Was im Leben bewegt und motiviert

Nacheinander werden drei Personen vorgestellt, deren Gedanken vor dem Hintergrund der Segelboot-Metapher eine Deutung erfahren: die Journalistin Tamara Dietl, die Schauspielerin Katharina Klein, die als Clownin tätig ist, und der Jazzsaxophonist Moritz Stahl. Sie erzählen davon, was sie bewegt und motiviert, welche Ereignisse und Erfahrungen in ihrem Leben sie zu ihren heutigen Berufen geführt und ihren Platz im Leben begründet haben. Begleitend dazu sieht man sie bei ihren Tätigkeiten als Coach, Clownin oder Musiker.

Brüntrup verbindet die Interviews mit weiteren Erläuterungen der Schiffsmetapher sowie mit Zitaten von Philosophen. So weist er schon zu Beginn auf Aristoteles hin, nach dem die Seele das Schiff des Lebens steuere. Auf den römischen Denker Seneca geht ein anderes Bild zurück: „Wer den Hafen nicht kennt, in den er segeln will, für den ist kein Wind ein günstiger.“

Nach und nach wird die Schiffs- und Lebensmetapher über die philosophische in eine psychologische Interpretation überführt: Die Winde, welche das Schiff in Bewegung setzen, können als zentrale Motive des Menschen gedeutet werden: Bezogenheit, Macht/Autonomie und das Erleben von Kompetenz.

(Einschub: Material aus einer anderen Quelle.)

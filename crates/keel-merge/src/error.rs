use keel_types::{ComponentId, VersionLabel};
use thiserror::Error;

/// Errors from merge operations.
///
/// Divergence is *not* an error — it is reported through
/// [`MergeOutcome::Diverged`](crate::MergeOutcome). `Conflict` only arises
/// under `Push` intent, where history that does not fast-forward must
/// reject the whole transfer.
#[derive(Debug, Error)]
pub enum MergeError {
    /// Incoming history cannot be applied under `Push` intent.
    #[error("merge conflict for {component}: {reason}")]
    Conflict {
        component: ComponentId,
        label: Option<VersionLabel>,
        reason: String,
    },

    /// Store error while traversing version history.
    #[error("store error: {0}")]
    Store(#[from] keel_store::StoreError),
}

/// Result alias for merge operations.
pub type MergeResult<T> = Result<T, MergeError>;
use keel_types::VersionLabel;

/// A named payload file going into a tagged version.
#[derive(Clone, Debug, PartialEq, Eq)]
pub struct SourceFile {
    pub name: String,
    pub contents: Vec<u8>,
}

impl SourceFile {
    pub fn new(name: impl Into<String>, contents: impl Into<Vec<u8>>) -> Self {
        Self {
            name: name.into(),
            contents: contents.into(),
        }
    }
}

/// Options for [`Scope::tag`](crate::Scope::tag).
///
/// Without an explicit label the patch field of the highest known label is
/// bumped (`0.0.1` for a fresh component).
#[derive(Clone, Debug)]
pub struct TagOptions {
    pub message: String,
    pub label: Option<VersionLabel>,
}

impl TagOptions {
    pub fn message(message: impl Into<String>) -> Self {
        Self {
            message: message.into(),
            label: None,
        }
    }

    pub fn with_label(mut self, label: VersionLabel) -> Self {
        self.label = Some(label);
        self
    }
}

impl Default for TagOptions {
    fn default() -> Self {
        Self::message("tagged")
    }
}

Der Psychologieprofessor Hugo M. Kehr forscht über die Wirkung von Zielen und unbewussten Motiven sowie die Funktion des Willens. Er trägt begriffliche Erläuterungen bei. So unterscheidet er explizite und implizite Motive. Während mit Hilfe der expliziten Motive Ziele bewusst gesetzt werden, stellen die impliziten Motive eher das „Bauchgefühl“ dar, welches für das individuelle Handeln oft entscheidend ist. Ziel müsse die Passung von expliziten und impliziten Motiven sein.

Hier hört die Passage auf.